Written by Felix Otouke.

 

 

The word covenant derives its root from Latin word ‘convenire’. Meaning “come together”, agree, unite or be suitable.

 

A restrictive covenant is a promise that prohibits us from doing something. Therefore, in the context of an owner or occupier of a piece of land, it is a promise not to do something on his or her land. It is a restriction on the use of the land. Restrictive covenants do not only bind on those who agreed to them but they may run with the land. They bind on future owners or occupier of the land. A restrictive covenant is only valid if it gives some benefit to an adjoining piece of land.
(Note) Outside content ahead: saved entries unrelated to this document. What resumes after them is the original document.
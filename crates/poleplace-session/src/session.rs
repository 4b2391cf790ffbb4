use std::io::{Read, Write};
use std::time::Duration;

use poleplace_codec::{WireReader, WireWriter};
use poleplace_control::{Controller, Exchange, PlantState};
use tracing::debug;

use crate::error::Result;
use crate::sink::LogSink;

/// Per-connection I/O limits.
///
/// Both default to `None`: a silent peer blocks the server indefinitely.
#[derive(Debug, Clone, Copy, Default, PartialEq, Eq)]
pub struct SessionConfig {
    pub read_timeout: Option<Duration>,
    pub write_timeout: Option<Duration>,
}

/// Runs one request/response cycle per connection.
///
/// Holds no plant state between sessions; only the sink sees every session.
pub struct SessionHandler<S> {
    controller: Controller,
    sink: S,
}

impl<S: LogSink> SessionHandler<S> {
    pub fn new(controller: Controller, sink: S) -> Self {
        Self { controller, sink }
    }

    pub fn controller(&self) -> &Controller {
        &self.controller
    }

    pub fn sink(&self) -> &S {
        &self.sink
    }

    pub fn into_sink(self) -> S {
        self.sink
    }

    /// Handle one session on `stream` and close it.
    ///
    /// Order: read 2 bytes, decode, compute, `report`, write 1 byte, log.
    /// A short read aborts before anything is written or logged. A failed
    /// write still logs the received state, then returns the error. Sink
    /// failures are swallowed. The stream is dropped on every path.
    pub fn handle<T: Read + Write>(
        &mut self,
        stream: T,
        mut report: impl FnMut(&Exchange),
    ) -> Result<Exchange> {
        let mut reader = WireReader::new(stream);
        let request = reader.read_request()?;

        let exchange = self.controller.evaluate(request);
        report(&exchange);

        let mut writer = WireWriter::new(reader.into_inner());
        let written = writer.write_response(&exchange.response);
        self.record(&exchange.state);
        written?;

        debug!(
            vo = exchange.state.vo,
            v1 = exchange.state.v1,
            vi = exchange.vi,
            "session complete"
        );
        Ok(exchange)
    }

    fn record(&mut self, state: &PlantState) {
        if let Err(err) = self.sink.append(state) {
            debug!(error = %err, "log record skipped");
        }
    }
}
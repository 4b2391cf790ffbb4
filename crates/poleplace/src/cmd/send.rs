use poleplace_codec::{Quantizer, Request};
use poleplace_session::exchange_with_timeout;

use crate::cmd::{parse_duration, SendArgs};
use crate::exit::{codec_error, session_error, CliResult, SUCCESS};
use crate::output::{print_reply, OutputFormat};

pub fn run(args: SendArgs, format: OutputFormat) -> CliResult<i32> {
    let timeout = parse_duration(&args.timeout)?;
    let quantizer =
        Quantizer::new(args.q_gain).map_err(|err| codec_error("invalid constants", err))?;

    let request = Request::new(quantizer.quantize(args.vo), quantizer.quantize(args.v1));
    let response = exchange_with_timeout(args.addr, request, Some(timeout))
        .map_err(|err| session_error("exchange failed", err))?;

    print_reply(
        args.addr,
        [request.vo, request.v1],
        response.vi,
        quantizer.dequantize(response.vi),
        format,
    );
    Ok(SUCCESS)
}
The intention may be to keep the character of the neighbourhood residential.

 

Some examples of restrictive covenants are; restriction not to build or erect any new structure whatsoever on the land; restriction to build only one dwelling on the land or restriction of access over the land.

 

It is important to bear in mind that there are risks or consequences when we choose to ignore restrictive covenants. It may lead to breach of the restrictive covenant. Hence, ensue Court proceedings should the beneficiary of the restrictive covenant object to the breach.

 

If you are an owner or occupier of a piece of land with restrictive covenants and you want to carry out development that are likely to breach the restrictive covenants do not just ignore the restrictive covenants rather seek specialist legal advice. Thus, our conveyancing team can assist you with specialist advice should you need such assistance.

 

 

A case study

 

In the decision of the Court of Appeal in Alexander Devine Children’s Cancer Trust v Millgate Development Ltd and others [2018] EWCA CIV 2679 (Millgate and others),  developers were reminded of the risks of ignoring restrictive covenants in the course of carrying out development.

 

The brief facts of the case are that in 2012 the Trust was gifted a portion of agricultural land by Mr Smith for development of hospice for children to live out their remaining days in peace. In 2013, Millgate acquired some land for developing a 75 unit residential site with a planning required to provide 13 off-site affordable housing units. Millgate designated land neighbouring that of the Trust’s has a restrictive covenants agreed in the 1970’s which stated “no building structure or other erection of whatsoever nature shall be built, erected or placed on Millgate’s land.” In 2014, works began. When Mr Smith became aware of the development, he raised objection on behalf of the Trust. He asked the work to stop in recognition of the restrictive covenant. However, Millgate acting on legal advice continued with the work. Millgate applied for discharge of the covenant to the land Tribunal. The Trust opposed Millgate’s application based on the Trust’s land ownership and the harm directly caused to their intended hospice.

 

The Tribunal found in favour of Millgate in the public interest argument, on the basis of the economic and public benefit provided and the Trust compensated for nuisance.

 

The Trust appealed the decision. On 28th November 2018, The Court of Appeal heard the case and was very critical of Millgate’s behaviour. The Court found in favour of the Trust on grounds that the Tribunal had erred in law, public interest to ensure and uphold the rule of law and breach of property right.

 

Hence, the takeaway lesson is, it is important not to just ignore restrictive covenants. Seek specialist legal advice in order to assist you identify the risks, weigh the risks and how to resolve them.